● **YOUR GOAL**: Copy all lines below containing "ConnectionManager".

┌─ DATA FOR PROCESSING

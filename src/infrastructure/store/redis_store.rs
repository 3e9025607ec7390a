//! Redis-backed [`KeyValueStore`].

use std::sync::LazyLock;

use crate::domain::repositories::{IndexCommit, KeyValueStore};
use crate::error::AppError;
use async_trait::async_trait;
use chrono::{DateTime, Utc};
use redis::{AsyncCommands, Client, RedisError, Script, aio::ConnectionManager};
use tracing::{debug, error, info};

/// Set-if-absent for a link record: the hash field and its expiration are
/// written in one server-side step, or not at all.
static CLAIM_SCRIPT: LazyLock<Script> = LazyLock::new(|| {
    Script::new(
        r"
if redis.call('EXISTS', KEYS[1]) == 1 then
    return 0
end
redis.call('HSET', KEYS[1], ARGV[1], ARGV[2])
redis.call('EXPIREAT', KEYS[1], ARGV[3])
return 1
",
    )
});

/// Redis store using a multiplexed [`ConnectionManager`].
///
/// The manager reconnects on its own; each call clones the handle, so the
/// store is safe to share across request tasks.
#[derive(Clone)]
pub struct RedisStore {
    client: ConnectionManager,
}

impl RedisStore {
    /// Connects to Redis and validates the connection with a PING.
    ///
    /// # Errors
    ///
    /// Returns [`AppError::StoreUnavailable`] if the URL is invalid, the
    /// connection cannot be established, or the PING fails.
    pub async fn connect(redis_url: &str) -> Result<Self, AppError> {
        info!("Connecting to Redis");

        let client = Client::open(redis_url).map_err(store_error("CONNECT"))?;
        let manager = ConnectionManager::new(client)
            .await
            .map_err(store_error("CONNECT"))?;

        let store = Self { client: manager };
        store.ping().await?;

        info!("✓ Connected to Redis");
        Ok(store)
    }
}

fn store_error(operation: &'static str) -> impl FnOnce(RedisError) -> AppError {
    move |e| {
        error!("Redis {} failed: {}", operation, e);
        AppError::store_unavailable(operation, e)
    }
}

/// Formats a score bound the way `ZRANGEBYSCORE` expects infinities.
fn score_bound(value: f64) -> String {
    if value == f64::INFINITY {
        "+inf".to_string()
    } else if value == f64::NEG_INFINITY {
        "-inf".to_string()
    } else {
        value.to_string()
    }
}

#[async_trait]
impl KeyValueStore for RedisStore {
    async fn exists(&self, key: &str) -> Result<bool, AppError> {
        let mut conn = self.client.clone();
        conn.exists(key).await.map_err(store_error("EXISTS"))
    }

    async fn get(&self, key: &str) -> Result<Option<String>, AppError> {
        let mut conn = self.client.clone();
        let value: Option<String> = conn.get(key).await.map_err(store_error("GET"))?;
        debug!(
            "GET {}: {}",
            key,
            if value.is_some() { "hit" } else { "miss" }
        );
        Ok(value)
    }

    async fn hget(&self, key: &str, field: &str) -> Result<Option<String>, AppError> {
        let mut conn = self.client.clone();
        conn.hget(key, field).await.map_err(store_error("HGET"))
    }

    async fn claim_link(
        &self,
        key: &str,
        field: &str,
        value: &str,
        expires_at: DateTime<Utc>,
    ) -> Result<bool, AppError> {
        let mut conn = self.client.clone();
        let claimed: i64 = CLAIM_SCRIPT
            .key(key)
            .arg(field)
            .arg(value)
            .arg(expires_at.timestamp())
            .invoke_async(&mut conn)
            .await
            .map_err(store_error("CLAIM"))?;
        Ok(claimed == 1)
    }

    async fn commit_index(&self, commit: IndexCommit) -> Result<(), AppError> {
        let mut conn = self.client.clone();
        redis::pipe()
            .atomic()
            .cmd("ZADD")
            .arg(&commit.ranking_set)
            .arg("NX")
            .arg(0)
            .arg(&commit.member)
            .ignore()
            .cmd("SET")
            .arg(&commit.long_key)
            .arg(&commit.short_code)
            .ignore()
            .cmd("EXPIREAT")
            .arg(&commit.long_key)
            .arg(commit.expires_at.timestamp())
            .ignore()
            .query_async::<()>(&mut conn)
            .await
            .map_err(store_error("COMMIT_INDEX"))
    }

    async fn zadd_nx(&self, set: &str, member: &str, score: f64) -> Result<bool, AppError> {
        let mut conn = self.client.clone();
        let added: i64 = redis::cmd("ZADD")
            .arg(set)
            .arg("NX")
            .arg(score)
            .arg(member)
            .query_async(&mut conn)
            .await
            .map_err(store_error("ZADD"))?;
        Ok(added > 0)
    }

    async fn zincrby(&self, set: &str, member: &str, delta: f64) -> Result<f64, AppError> {
        let mut conn = self.client.clone();
        conn.zincr(set, member, delta)
            .await
            .map_err(store_error("ZINCRBY"))
    }

    async fn zscore(&self, set: &str, member: &str) -> Result<Option<f64>, AppError> {
        let mut conn = self.client.clone();
        conn.zscore(set, member)
            .await
            .map_err(store_error("ZSCORE"))
    }

    async fn zrevrange_by_score(
        &self,
        set: &str,
        min: f64,
        max: f64,
        offset: usize,
        count: usize,
    ) -> Result<Vec<(String, f64)>, AppError> {
        let mut conn = self.client.clone();
        redis::cmd("ZREVRANGEBYSCORE")
            .arg(set)
            .arg(score_bound(max))
            .arg(score_bound(min))
            .arg("WITHSCORES")
            .arg("LIMIT")
            .arg(offset)
            .arg(count)
            .query_async(&mut conn)
            .await
            .map_err(store_error("ZREVRANGEBYSCORE"))
    }

    async fn ping(&self) -> Result<(), AppError> {
        let mut conn = self.client.clone();
        conn.ping::<()>().await.map_err(store_error("PING"))
    }
}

└─

● **EXPECTED ANSWER**:
use redis::{AsyncCommands, Client, RedisError, Script, aio::ConnectionManager};
/// Redis store using a multiplexed [`ConnectionManager`].
    client: ConnectionManager,
        let manager = ConnectionManager::new(client)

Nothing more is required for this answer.